Hangzhou Homeschool Series: Parents should Educate Children with Love
By Elsie Hu, February 09, 2017 03:02 AM
At a homeschool workshop in Hangzhou recently, Yiwen Caroline Chen Huang, Master's of education at Harvard Graduate School of Education and mother of four, spoke at the meeting titled "Education of Love." Using her rich teachings and experience, she helped many parents to really understand issues like "How to educate and help children grow up" "corporal punishment, yes or no" and more.
There were three classes titled "Parents, how to let go so your children will learn self-discipline", "Teach children to set up family rules and decide consequences", and "how to homeschool." Huang gave extensive and in-depth explanations from different perspectives on Chinese education: Spare the rod, spoil the child. No child is perfect and every child is a "jar with cracks," meaning that they will have shortcomings but also strengths. Parents should find their children's strengths and appreciate them so that children will blossom and grow. "Growth comes not from criticism. Children need to be discovered and encouraged to be brighter."

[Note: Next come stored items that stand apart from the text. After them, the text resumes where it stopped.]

use std::io;
use std::path::PathBuf;
use std::time::Duration;

use thiserror::Error;

#[derive(Debug, Error)]
pub enum AccessError {
    #[error("process {pid} not found")]
    NotFound { pid: u32 },

    #[error("failed to read {path}: {source}")]
    Io {
        path: PathBuf,
        #[source]
        source: io::Error,
    },

    #[error("malformed {what}: {detail}")]
    Parse { what: &'static str, detail: String },

    #[error("{0} is not supported on this platform")]
    Unsupported(&'static str),
}

impl AccessError {
    pub fn io(path: impl Into<PathBuf>, source: io::Error) -> Self {
        AccessError::Io {
            path: path.into(),
            source,
        }
    }

    pub fn parse(what: &'static str, detail: impl Into<String>) -> Self {
        AccessError::Parse {
            what,
            detail: detail.into(),
        }
    }

    pub fn is_not_found(&self) -> bool {
        matches!(self, AccessError::NotFound { .. })
    }
}

#[derive(Debug, Error)]
pub enum SamplerError {
    #[error("sampler did not stop within {0:?}")]
    JoinTimeout(Duration),

    #[error("sampler worker panicked")]
    WorkerPanicked,
}
impl ProcFs {
    pub fn new() -> Self {
        Self::with_roots("/proc", "/sys")
    }

    pub fn with_roots(proc_root: impl Into<PathBuf>, sys_root: impl Into<PathBuf>) -> Self {
        ProcFs {
            proc_root: proc_root.into(),
            sys_root: sys_root.into(),
            page_size: page_size(),
            ticks_per_second: clock_ticks(),
            include_pseudo: AccessorOptions::default().include_pseudo_filesystems,
            probe_limit: DEFAULT_PROBE_LIMIT,
        }
    }

    /// Override the page size and tick rate, mainly for fixture trees.
    pub fn with_units(mut self, page_size: u64, ticks_per_second: u64) -> Self {
        self.page_size = page_size;
        self.ticks_per_second = ticks_per_second;
        self
    }

    pub fn with_pseudo_filesystems(mut self, include: bool) -> Self {
        self.include_pseudo = include;
        self
    }

    pub fn with_probe_limit(mut self, limit: u32) -> Self {
        self.probe_limit = limit;
        self
    }

    fn clock(&self) -> BootClock {
        let boot_time = fs::read_to_string(self.proc_root.join("stat"))
            .ok()
            .and_then(|s| parse_boot_time(&s))
            .unwrap_or(0);
        let uptime_secs = fs::read_to_string(self.proc_root.join("uptime"))
            .ok()
            .and_then(|s| parse_uptime(&s))
            .unwrap_or(0.0);
        BootClock {
            boot_time,
            uptime_secs,
        }
    }

    fn list_pids(&self) -> io::Result<Vec<u32>> {
        let mut pids: Vec<u32> = fs::read_dir(&self.proc_root)?
            .flatten()
            .filter_map(|entry| entry.file_name().to_str()?.parse().ok())
            .collect();
        pids.sort_unstable();
        Ok(pids)
    }

    /// Fallback discovery: probe each pid up to `kernel.pid_max`.
    fn probe_pids(&self) -> Vec<u32> {
        let pid_max = fs::read_to_string(self.proc_root.join("sys/kernel/pid_max"))
            .ok()
            .and_then(|s| s.trim().parse::<u32>().ok())
            .unwrap_or(self.probe_limit);
        let limit = pid_max.min(self.probe_limit);
        (1..=limit)
            .filter(|pid| self.proc_root.join(pid.to_string()).join("stat").is_file())
            .collect()
    }

    fn read_task(&self, dir: &Path, owner: u32, tid: u32, clock: &BootClock) -> Result<ProcessRecord, AccessError> {
        let stat_path = dir.join("stat");
        let content = read_entity(&stat_path, owner)?;
        let stat = parse_stat(&content).ok_or_else(|| AccessError::parse("stat", stat_path.display().to_string()))?;

        let statm = fs::read_to_string(dir.join("statm"))
            .ok()
            .and_then(|s| parse_statm(&s));
        let uid = fs::read_to_string(dir.join("status"))
            .ok()
            .and_then(|s| parse_status_uid(&s))
            .unwrap_or(0);
        let args = fs::read(dir.join("cmdline"))
            .map(|raw| decode_argv(&raw, usize::MAX).join(" "))
            .unwrap_or_default();
        let wchan = fs::read_to_string(dir.join("wchan"))
            .ok()
            .map(|w| w.trim().to_string())
            .filter(|w| !w.is_empty() && w != "0");
        let open_files = count_entries(&dir.join("fd"));

        let mut record = decode_record(
            &stat,
            statm.as_ref(),
            clock,
            self.page_size,
            self.ticks_per_second,
        );
        record.uid = uid;
        record.args = args;
        record.wchan = wchan;
        record.open_files = open_files;
        if tid != 0 {
            record.pid = owner;
            record.tid = tid;
        }
        Ok(record)
    }

    fn read_threads(&self, pid: u32, clock: &BootClock) -> Result<Vec<ProcessRecord>, AccessError> {
        let task_dir = self.proc_root.join(pid.to_string()).join("task");
        let entries = fs::read_dir(&task_dir).map_err(|err| match err.kind() {
            io::ErrorKind::NotFound => AccessError::NotFound { pid },
            _ => AccessError::io(&task_dir, err),
        })?;

        let mut tids: Vec<u32> = entries
            .flatten()
            .filter_map(|e| e.file_name().to_str()?.parse().ok())
            .filter(|tid| *tid != pid)
            .collect();
        tids.sort_unstable();

        let mut threads = Vec::with_capacity(tids.len());
        for tid in tids {
            match self.read_task(&task_dir.join(tid.to_string()), pid, tid, clock) {
                Ok(thread) => threads.push(thread),
                Err(err) => tracing::trace!(pid, tid, %err, "skipping thread"),
            }
        }
        Ok(threads)
    }

    fn gpu_pools(&self) -> Vec<GpuMemoryPool> {
        let drm = self.sys_root.join("class/drm");
        let Ok(entries) = fs::read_dir(&drm) else {
            return Vec::new();
        };
        let mut pools: Vec<GpuMemoryPool> = entries
            .flatten()
            .filter_map(|entry| {
                let name = entry.file_name().to_str()?.to_string();
                let index = name.strip_prefix("card")?;
                if index.is_empty() || !index.bytes().all(|b| b.is_ascii_digit()) {
                    return None;
                }
                let device = entry.path().join("device");
                let total = read_u64(&device.join("mem_info_vram_total"))?;
                let used = read_u64(&device.join("mem_info_vram_used")).unwrap_or(0);
                Some(GpuMemoryPool {
                    name,
                    total_bytes: total,
                    used_bytes: used,
                })
            })
            .collect();
        pools.sort_by(|a, b| a.name.cmp(&b.name));
        pools
    }

    fn hwmon_readings(&self, chip_dir: &Path) -> Vec<SensorReading> {
        let chip = fs::read_to_string(chip_dir.join("name"))
            .map(|s| s.trim().to_string())
            .unwrap_or_else(|_| {
                chip_dir
                    .file_name()
                    .map(|n| n.to_string_lossy().into_owned())
                    .unwrap_or_default()
            });
        let Ok(entries) = fs::read_dir(chip_dir) else {
            return Vec::new();
        };
        let mut inputs: Vec<String> = entries
            .flatten()
            .filter_map(|e| e.file_name().to_str().map(str::to_string))
            .filter(|name| {
                name.ends_with("_input") && (name.starts_with("temp") || name.starts_with("fan"))
            })
            .collect();
        inputs.sort();

        inputs
            .into_iter()
            .map(|input| {
                let channel_id = input.trim_end_matches("_input");
                let label = fs::read_to_string(chip_dir.join(format!("{channel_id}_label")))
                    .map(|s| s.trim().to_string())
                    .unwrap_or_else(|_| channel_id.to_string());
                let raw = fs::read_to_string(chip_dir.join(&input))
                    .ok()
                    .and_then(|s| s.trim().parse::<i64>().ok());
                let is_thermal = channel_id.starts_with("temp");
                SensorReading {
                    name: chip.clone(),
                    channel: Some(label),
                    // hwmon reports millidegrees; readings carry hundredths.
                    value: raw.map(|v| if is_thermal { v / 10 } else { v }).unwrap_or(0),
                    valid: raw.is_some(),
                }
            })
            .collect()
    }

    fn statfs(&self, mount_point: &str) -> Option<StatfsFields> {
        let path = CString::new(mount_point).ok()?;
        // SAFETY: `buf` is a plain-old-data struct the kernel fills in;
        // `path` is a valid NUL-terminated string for the duration of the call.
        let mut buf: libc::statfs = unsafe { std::mem::zeroed() };
        let rc = unsafe { libc::statfs(path.as_ptr(), &mut buf) };
        if rc != 0 {
            return None;
        }
        let block_size = if buf.f_frsize > 0 {
            buf.f_frsize as u64
        } else {
            buf.f_bsize as u64
        };
        Some(StatfsFields {
            type_code: buf.f_type as u64,
            blocks: buf.f_blocks as u64,
            free_blocks: buf.f_bfree as u64,
            block_size,
        })
    }
}
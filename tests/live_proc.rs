#![cfg(target_os = "linux")]

use std::collections::HashSet;
use std::sync::{Arc, Barrier};

use procsight::system::platform::linux::ProcFs;
use procsight::system::{Collector, PlatformAccessor, ProcessFilter, build_forest};

#[test]
fn live_pids_are_unique_and_include_self() {
    let accessor = ProcFs::new();
    let records = accessor.acquire_processes(&ProcessFilter {
        show_kernel_threads: true,
    });
    let mut seen = HashSet::new();
    for record in &records {
        assert!(seen.insert(record.pid), "pid {} listed twice", record.pid);
        assert_eq!(record.tid, 0);
    }
    assert!(seen.contains(&std::process::id()));

    let count = records.len();
    assert_eq!(build_forest(records).len(), count);
}

#[test]
fn own_threads_are_listed() {
    let barrier = Arc::new(Barrier::new(2));
    let worker = {
        let barrier = Arc::clone(&barrier);
        std::thread::spawn(move || {
            barrier.wait();
            barrier.wait();
        })
    };
    barrier.wait();

    let me = std::process::id();
    let record = ProcFs::new().acquire_process(me).unwrap();
    assert!(!record.command.is_empty());
    assert!(!record.threads.is_empty());
    assert!(record.threads.iter().all(|t| t.pid == me && t.tid != me));

    barrier.wait();
    worker.join().unwrap();
}

#[test]
fn live_system_counters() {
    let accessor = ProcFs::new();
    assert!(!accessor.acquire_cpu_cores().is_empty());
    assert!(accessor.acquire_memory().unwrap().total_bytes > 0);
}

#[test]
fn collector_over_live_proc() {
    let mut collector = Collector::new(Arc::new(ProcFs::new()));
    let first = collector.refresh();
    assert!(!first.processes.is_empty());
    assert!(first.processes.iter().all(|p| !p.is_new));
    let second = collector.refresh();
    assert!(second.cpu_total.is_some());
    assert!(second.processes.iter().all(|p| p.cpu_percent >= 0.0));
}
//! Acquisition profile for `--perf-capture`.
//!
//! [`ProfilingAccessor`] wraps the platform accessor and times every call.
//! [`capture`] drives sampler cycles and process refreshes through it and
//! condenses the measurements into a [`ProfileReport`].

use std::collections::BTreeMap;
use std::fmt::Write;
use std::fs::{self, File};
use std::path::{Path, PathBuf};
use std::sync::{Arc, Mutex, PoisonError};
use std::time::{Duration, Instant, SystemTime, UNIX_EPOCH};

use color_eyre::eyre::{Result, eyre};
use serde::Serialize;

use crate::system::Collector;
use crate::system::error::AccessError;
use crate::system::platform::PlatformAccessor;
use crate::system::process::{ProcessFilter, ProcessRecord};
use crate::system::sampler::SamplerState;
use crate::system::snapshot::{
    BatteryReading, CoreSample, FilesystemEntry, MemorySummary, NetworkInterfaceCounters,
    SensorReading,
};
use crate::system::tree::build_forest;

pub const PROFILE_JSON: &str = "acquisition_profile.json";
pub const PROFILE_MARKDOWN: &str = "ACQUISITION_PROFILE.md";

/// Route span-close events to `output_path` as JSON lines.
pub fn init_tracing_json(output_path: &Path) -> Result<()> {
    use tracing_subscriber::fmt::format::FmtSpan;

    if let Some(parent) = output_path.parent()
        && !parent.as_os_str().is_empty()
    {
        fs::create_dir_all(parent)?;
    }
    let writer = Mutex::new(File::create(output_path)?);

    let subscriber = tracing_subscriber::fmt()
        .with_ansi(false)
        .json()
        .with_span_events(FmtSpan::CLOSE)
        .with_max_level(tracing::Level::DEBUG)
        .with_writer(writer)
        .finish();

    tracing::subscriber::set_global_default(subscriber)
        .map_err(|e| eyre!("failed to set tracing subscriber: {e}"))
}

#[derive(Debug, Default)]
struct CallLog {
    micros: Vec<f64>,
    items: Vec<f64>,
    failures: usize,
}

/// Accessor decorator recording latency and result size per operation.
pub struct ProfilingAccessor {
    inner: Arc<dyn PlatformAccessor>,
    calls: Mutex<BTreeMap<&'static str, CallLog>>,
}

impl ProfilingAccessor {
    pub fn new(inner: Arc<dyn PlatformAccessor>) -> Self {
        ProfilingAccessor {
            inner,
            calls: Mutex::new(BTreeMap::new()),
        }
    }

    /// `items` returns `None` for a failed call.
    fn timed<T>(
        &self,
        operation: &'static str,
        call: impl FnOnce() -> T,
        items: impl FnOnce(&T) -> Option<usize>,
    ) -> T {
        let started = Instant::now();
        let out = call();
        let micros = as_micros(started.elapsed());

        let mut calls = self.calls.lock().unwrap_or_else(PoisonError::into_inner);
        let log = calls.entry(operation).or_default();
        log.micros.push(micros);
        match items(&out) {
            Some(count) => log.items.push(count as f64),
            None => log.failures += 1,
        }
        out
    }

    pub fn operations(&self) -> BTreeMap<String, OperationStats> {
        let calls = self.calls.lock().unwrap_or_else(PoisonError::into_inner);
        calls
            .iter()
            .map(|(name, log)| {
                let stats = OperationStats {
                    calls: log.micros.len(),
                    failures: log.failures,
                    micros: summarize(&log.micros),
                    items: summarize(&log.items),
                };
                (name.to_string(), stats)
            })
            .collect()
    }
}

impl PlatformAccessor for ProfilingAccessor {
    fn name(&self) -> &'static str {
        self.inner.name()
    }

    fn acquire_processes(&self, filter: &ProcessFilter) -> Vec<ProcessRecord> {
        self.timed("processes", || self.inner.acquire_processes(filter), |v| Some(v.len()))
    }

    fn acquire_process(&self, pid: u32) -> Result<ProcessRecord, AccessError> {
        self.timed("process", || self.inner.acquire_process(pid), |r| r.as_ref().ok().map(|_| 1))
    }

    fn acquire_threads(&self, pid: u32) -> Result<Vec<ProcessRecord>, AccessError> {
        self.timed("threads", || self.inner.acquire_threads(pid), |r| r.as_ref().ok().map(Vec::len))
    }

    fn acquire_cpu_cores(&self) -> Vec<CoreSample> {
        self.timed("cpu_cores", || self.inner.acquire_cpu_cores(), |v| Some(v.len()))
    }

    fn acquire_memory(&self) -> Result<MemorySummary, AccessError> {
        self.timed("memory", || self.inner.acquire_memory(), |r| r.as_ref().ok().map(|_| 1))
    }

    fn acquire_sensors(&self) -> Vec<SensorReading> {
        self.timed("sensors", || self.inner.acquire_sensors(), |v| Some(v.len()))
    }

    fn acquire_batteries(&self) -> Vec<BatteryReading> {
        self.timed("batteries", || self.inner.acquire_batteries(), |v| Some(v.len()))
    }

    fn acquire_network_interfaces(&self) -> Vec<NetworkInterfaceCounters> {
        self.timed("network", || self.inner.acquire_network_interfaces(), |v| Some(v.len()))
    }

    fn acquire_filesystems(&self) -> Vec<FilesystemEntry> {
        self.timed("filesystems", || self.inner.acquire_filesystems(), |v| Some(v.len()))
    }
}

#[derive(Debug, Clone, Copy, Default, PartialEq, Serialize)]
pub struct Stats {
    pub count: usize,
    pub p50: f64,
    pub p95: f64,
    pub max: f64,
}

/// Nearest-rank percentiles, rounded to two decimals.
pub fn summarize(values: &[f64]) -> Stats {
    if values.is_empty() {
        return Stats::default();
    }
    let mut sorted = values.to_vec();
    sorted.sort_by(|a, b| a.total_cmp(b));
    let rank = |q: f64| {
        let idx = (q * sorted.len() as f64).ceil() as usize;
        sorted[idx.clamp(1, sorted.len()) - 1]
    };
    Stats {
        count: sorted.len(),
        p50: round_2(rank(0.50)),
        p95: round_2(rank(0.95)),
        max: round_2(sorted[sorted.len() - 1]),
    }
}

#[derive(Debug, Clone, Serialize)]
pub struct OperationStats {
    pub calls: usize,
    pub failures: usize,
    pub micros: Stats,
    pub items: Stats,
}

#[derive(Debug, Clone, Serialize)]
pub struct ProfileReport {
    pub generated_at_unix_s: u64,
    pub os: &'static str,
    pub arch: &'static str,
    pub accessor: &'static str,
    pub iterations: usize,
    pub interval_ms: u64,
    /// Acquisition time of each sampler cycle.
    pub cycle_elapsed_us: Stats,
    /// Measured gap between cycles, the denominator of every rate.
    pub cycle_interval_ms: Stats,
    pub refresh_us: Stats,
    pub forest_build_us: Stats,
    pub process_count: Stats,
    pub operations: BTreeMap<String, OperationStats>,
}

/// Run `iterations` sampler cycles, each followed by a process refresh and
/// a forest build, sleeping `interval` between iterations.
pub fn capture(
    accessor: Arc<dyn PlatformAccessor>,
    filter: ProcessFilter,
    iterations: usize,
    interval: Duration,
) -> Result<ProfileReport> {
    if iterations == 0 {
        return Err(eyre!("--perf-iterations must be greater than 0"));
    }

    let profiled = Arc::new(ProfilingAccessor::new(accessor));
    let mut state = SamplerState::new();
    let mut collector = Collector::new(Arc::clone(&profiled) as Arc<dyn PlatformAccessor>);
    collector.set_filter(filter);

    let mut cycle_elapsed = Vec::with_capacity(iterations);
    let mut cycle_interval = Vec::with_capacity(iterations);
    let mut refresh = Vec::with_capacity(iterations);
    let mut forest_build = Vec::with_capacity(iterations);
    let mut process_count = Vec::with_capacity(iterations);

    for i in 0..iterations {
        if i > 0 && !interval.is_zero() {
            std::thread::sleep(interval);
        }

        let cycle = state.run_cycle(profiled.as_ref());
        cycle_elapsed.push(as_micros(cycle.elapsed));
        if i > 0 {
            cycle_interval.push(cycle.interval.as_secs_f64() * 1_000.0);
        }

        let started = Instant::now();
        let snapshot = collector.refresh();
        refresh.push(as_micros(started.elapsed()));
        process_count.push(snapshot.processes.len() as f64);

        let started = Instant::now();
        let forest = build_forest(snapshot.processes);
        forest_build.push(as_micros(started.elapsed()));
        tracing::trace!(iteration = i, processes = forest.len(), "profile iteration");
    }

    Ok(ProfileReport {
        generated_at_unix_s: SystemTime::now()
            .duration_since(UNIX_EPOCH)
            .map_err(|e| eyre!("system clock is before UNIX_EPOCH: {e}"))?
            .as_secs(),
        os: std::env::consts::OS,
        arch: std::env::consts::ARCH,
        accessor: profiled.name(),
        iterations,
        interval_ms: interval.as_millis() as u64,
        cycle_elapsed_us: summarize(&cycle_elapsed),
        cycle_interval_ms: summarize(&cycle_interval),
        refresh_us: summarize(&refresh),
        forest_build_us: summarize(&forest_build),
        process_count: summarize(&process_count),
        operations: profiled.operations(),
    })
}

/// Write the report as JSON and Markdown under `dir`.
pub fn write_report(report: &ProfileReport, dir: &Path) -> Result<(PathBuf, PathBuf)> {
    fs::create_dir_all(dir)?;
    let json_path = dir.join(PROFILE_JSON);
    let markdown_path = dir.join(PROFILE_MARKDOWN);
    fs::write(&json_path, serde_json::to_string_pretty(report)?)?;
    fs::write(&markdown_path, render_markdown(report))?;
    Ok((json_path, markdown_path))
}

pub fn render_markdown(report: &ProfileReport) -> String {
    let mut out = String::new();
    let _ = writeln!(out, "# Acquisition profile");
    let _ = writeln!(out);
    let _ = writeln!(
        out,
        "- `{}` accessor on `{}` / `{}`, generated at `{}`",
        report.accessor, report.os, report.arch, report.generated_at_unix_s
    );
    let _ = writeln!(
        out,
        "- {} iterations, {} ms apart",
        report.iterations, report.interval_ms
    );
    let _ = writeln!(out);

    let _ = writeln!(out, "| Measure | Count | p50 | p95 | max |");
    let _ = writeln!(out, "| --- | ---: | ---: | ---: | ---: |");
    for (label, stats) in [
        ("sampler cycle (us)", &report.cycle_elapsed_us),
        ("cycle interval (ms)", &report.cycle_interval_ms),
        ("process refresh (us)", &report.refresh_us),
        ("forest build (us)", &report.forest_build_us),
        ("processes", &report.process_count),
    ] {
        stats_row(&mut out, label, stats);
    }
    let _ = writeln!(out);

    let _ = writeln!(out, "## Accessor calls");
    let _ = writeln!(out);
    let _ = writeln!(
        out,
        "| Operation | Calls | Failed | p50 us | p95 us | max us | p50 items |"
    );
    let _ = writeln!(out, "| --- | ---: | ---: | ---: | ---: | ---: | ---: |");
    for (name, op) in &report.operations {
        let _ = writeln!(
            out,
            "| `{}` | {} | {} | {:.2} | {:.2} | {:.2} | {} |",
            name, op.calls, op.failures, op.micros.p50, op.micros.p95, op.micros.max, op.items.p50
        );
    }
    out
}

fn stats_row(out: &mut String, label: &str, stats: &Stats) {
    let _ = writeln!(
        out,
        "| {} | {} | {:.2} | {:.2} | {:.2} |",
        label, stats.count, stats.p50, stats.p95, stats.max
    );
}

fn as_micros(d: Duration) -> f64 {
    d.as_secs_f64() * 1_000_000.0
}

fn round_2(v: f64) -> f64 {
    (v * 100.0).round() / 100.0
}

Huang said that "Children are not our private property. They're gifts from God." We need to give children love like a safety net, strong and stretchy to accept their failures. What is "safety net" love? In the circus, tightrope walkers sometimes fall and the safety net catches them. This net is very stretchy, but it doesn't bounce people out. Education is the same: there are strengths, rules, and restraints, yet there is also stretchy love to hold them instead of bouncing them out. "Love and discipline are the abilities every parent should have. Love comes first, then discipline. Without love, there is no way to discipline. Love and discipline, they're not balanced but an order issue."
In Chinese education, corporal punishment seems to be very common. However, Huang believes that the focus of educating children is all on the parents -- how can we be good parents instead of disciplining them. It is not that we can't use corporal punishment at all. We just need to follow the principle of "NO COLD NO HOT. With the first "No," parents can't use corporal punishment when they're angry. "Cold" refers to parents who are merciless and use cold words; they can't lay a finger on their children. With the second "No," there should be no physical punishment when they are verbally punishing. "Hot" means do not seek punishment in rage. Huang also stressed to parents, "do not casually scold children." When parents lose their emotional control, in a hurry or in a bad mood, they will make their children obey them by scolding. But there are consequences of scolding.
1. It makes children become a person who only appears to comply.
2. Children do not take parents' words seriously if they are scolded too often
3. Scolding may create weak children with no confidence.
4. Children may become passive in doing things without care or passion.
Scolding doesn't solve problems. We need to help them and guide them to think how to solve problems.
Huang also talked about principles for setting family rules:
1. Implement rules as actions
2. Write the family rules down and put them somewhere the whole family can see. No backing out
3. When children make mistakes at home, correct them according to the family rules and determine appropriate consequences carried out according to the "NO COLD NO HOT" principle. Finally, comfort, accept and hug them so that they know they are taking the consequences not because the parents do not love them anymore but because they made a mistake. Though they may be unhappy after being disciplined, the family rules can help them set up rules, so they can grow from being disciplined by others to self-discipline.
After each class, there was also QAs. One parent asked about how to deal with children who like to be held by the father when eating and have strong emotion reaction. Huang answered that they could set up rules: the child must sit in the little chair at the dining table. She can choose not to eat or play with her toys, but she has to sit there. Dad can hold her only after dad finishes his meal, and she has to respect her dad's need to eat. This is the boundary she needs to understand. When she grows up and has started to have her own thoughts and abilities with her body, she will have the need to explore. This is not rebellious and parents should help her instead of changing her. When she is in a bad mood, first acknowledge her mood and then try to guide her and learn why she's not happy. Or give her a quiet place and allow her to vent.
After the classes, a parent shared her joy on the topic. She said that it was not easy to educate children and through this study, she learned that parents and children need to grow together in education. They need to focus on the inside world of the children and guide and build the children with God's words.
About Yiwen Caroline Chen Huang:
Master of Education at Harvard Graduate School of Education, expert on bilingual cognition and multicultural education across the world. Caroline has over 30 years front-line education experience in the USA.
Caroline has been working and living in Beijing for 6 years and works as an educational consultant and curriculum development supervisor in multiple international schools.
Caroline is a mother of four. Her oldest daughter graduated from Harvard, the second daughter from the University of California, and both of her sons are currently in middle school. She is the author of best-seller books like the Two Generations' Experience At Harvard, and more.